Neuropalliative Care

Neuropalliative care supports kids who have serious medical conditions. Care can include helping families to define goals and make treatment decisions for kids.

Palliative medicine, by definition, describes medical care focused on providing relief from symptoms, discomfort, or stress caused by a serious illness. Traditionally, this has meant supporting children who have cancer. But it’s also been estimated that, of the children who could benefit from palliative care services in the U.S., nearly half are living with neurological, degenerative, or genetic conditions.

Neuropalliative care is designed to meet the ongoing needs of children who have long-term neurodevelopmental impairments such as cerebral palsy, muscular dystrophy, spinal muscular atrophy and spina bifida. Neuropalliative care doesn’t mean end-of-life care or hospice care—it’s ultimately about maximizing a child’s enjoyment of life and making the most of time spent with family.
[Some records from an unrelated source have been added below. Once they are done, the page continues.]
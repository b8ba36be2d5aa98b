use serde::{Deserialize, Serialize};

use crate::phase::PhaseStatus;

use super::agent::AgentStatus;
use super::persist::RunSummary;
use super::run::Run;

#[derive(Debug, Clone, PartialEq, Eq, Serialize, Deserialize)]
pub struct PhaseView {
    pub name: String,
    pub status: PhaseStatus,
    pub failed: bool,
    pub start_time: Option<u64>,
    pub completion_time: Option<u64>,
}

#[derive(Debug, Clone, PartialEq, Eq, Serialize, Deserialize)]
pub struct AgentView {
    pub name: String,
    pub address: Option<String>,
    pub status: AgentStatus,
}

/// Point-in-time view of a run for operators.
#[derive(Debug, Clone, PartialEq, Eq, Serialize, Deserialize)]
pub struct RunView {
    pub summary: RunSummary,
    pub phases: Vec<PhaseView>,
    pub agents: Vec<AgentView>,
}

impl RunView {
    #[must_use]
    pub fn phase(&self, name: &str) -> Option<&PhaseView> {
        self.phases.iter().find(|phase| phase.name == name)
    }

    /// A completed run whose phases have all been unloaded.
    pub(super) const fn unloaded(summary: RunSummary) -> Self {
        Self {
            summary,
            phases: Vec::new(),
            agents: Vec::new(),
        }
    }

    pub(super) fn capture(run: &Run) -> Self {
        Self {
            summary: RunSummary::of(run),
            phases: run
                .phases()
                .iter()
                .map(|phase| PhaseView {
                    name: phase.name().to_owned(),
                    status: phase.status(),
                    failed: phase.is_failed(),
                    start_time: phase.absolute_start_time(),
                    completion_time: phase.absolute_completion_time(),
                })
                .collect(),
            agents: run
                .agents
                .iter()
                .map(|agent| AgentView {
                    name: agent.name.clone(),
                    address: agent.address.clone(),
                    status: agent.status,
                })
                .collect(),
        }
    }
}
use std::sync::Arc;

use tracing::{info, warn};

use crate::benchmark::Benchmark;
use crate::config::types::DeployerKind;
use crate::distributed::{
    Deployer, IdleDriver, LocalDeployer, ManualDeployer, load_runs, run_agent, start_controller,
};
use crate::error::{AppError, AppResult, ValidationError};
use crate::system::summary_output::{run_lines, summary_line};

use super::types::{ControllerPlan, RunPlan};

pub(crate) async fn execute_plan(plan: RunPlan) -> AppResult<()> {
    match plan {
        RunPlan::Controller(plan) => run_controller(*plan).await,
        RunPlan::Agent(options) => run_agent(&options, &mut IdleDriver::new()).await,
        RunPlan::Compile { benchmark, json } => print_compiled(&benchmark, json),
        RunPlan::Runs { root_dir } => {
            let runs = tokio::task::spawn_blocking(move || load_runs(&root_dir)).await??;
            for summary in &runs {
                println!("{}", summary_line(summary));
            }
            Ok(())
        }
    }
}

async fn run_controller(plan: ControllerPlan) -> AppResult<()> {
    let ControllerPlan {
        settings,
        deployer,
        benchmark,
        description,
    } = plan;
    let deployer: Arc<dyn Deployer> = match deployer {
        DeployerKind::Local => Arc::new(LocalDeployer),
        DeployerKind::Manual => Arc::new(ManualDeployer),
    };
    let controller = start_controller(settings, deployer).await?;
    if let Some(address) = controller.agent_address() {
        info!("Agents join at {}", address);
    }

    let run_id = controller.start_benchmark(benchmark, description).await?;
    let view = tokio::select! {
        view = controller.wait_for_completion(&run_id) => view?,
        signal = tokio::signal::ctrl_c() => {
            if let Err(err) = signal {
                warn!("Failed to listen for Ctrl+C: {}", err);
            }
            info!("{} Interrupted, killing run", run_id);
            controller.kill(&run_id).await?;
            controller.wait_for_completion(&run_id).await?
        }
    };
    let statistics = controller.statistics(&run_id, None).await?;
    controller.shutdown().await?;

    for line in run_lines(&view, &statistics) {
        println!("{}", line);
    }
    if view.summary.errors.is_empty() {
        Ok(())
    } else {
        Err(AppError::validation(ValidationError::RunErrors {
            count: view.summary.errors.len(),
        }))
    }
}

fn print_compiled(benchmark: &Benchmark, json: bool) -> AppResult<()> {
    if json {
        println!("{}", serde_json::to_string_pretty(&benchmark.phases)?);
        return Ok(());
    }
    for phase in &benchmark.phases {
        let mut line = format!(
            "{:>4}  {:<32} {}",
            phase.id,
            phase.name,
            phase.model.description()
        );
        for (label, names) in [
            ("after", &phase.start_after),
            ("after-strict", &phase.start_after_strict),
            ("terminate-after", &phase.terminate_after_strict),
        ] {
            if !names.is_empty() {
                let joined: Vec<&str> = names.iter().map(String::as_str).collect();
                line.push_str(&format!("  {}=[{}]", label, joined.join(", ")));
            }
        }
        if let Some(start_with) = phase.start_with_delay.as_ref() {
            line.push_str(&format!(
                "  with={}+{}ms",
                start_with.phase, start_with.delay_ms
            ));
        }
        println!("{}", line);
    }
    Ok(())
}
A neuropalliative care consultation can be useful for a child or teen who:

• Experiences distressing physical symptoms, including recurring pain, respiratory distress or feeding difficulties.
• Has new or chronic health concerns that require long-term management.
• Shows symptoms of declining health.
• Will likely face major care decisions in the months or years ahead.
• Has been in the hospital for an extended period without clear goals for discharge.
• Experiences multiple hospitalizations within six months.
• Is living with, or has recently been diagnosed with, a life-limiting condition.
• Has concerns related to physical, spiritual or emotional needs.

Palliative treatment can also help families develop strategies for addressing medical crises, illnesses and interventions.

When you work with the palliative care team at Gillette Children’s Specialty Healthcare, we consider your child’s physical, emotional, social and spiritual needs for a comprehensive treatment plan to help them enjoy life despite having life-limiting conditions.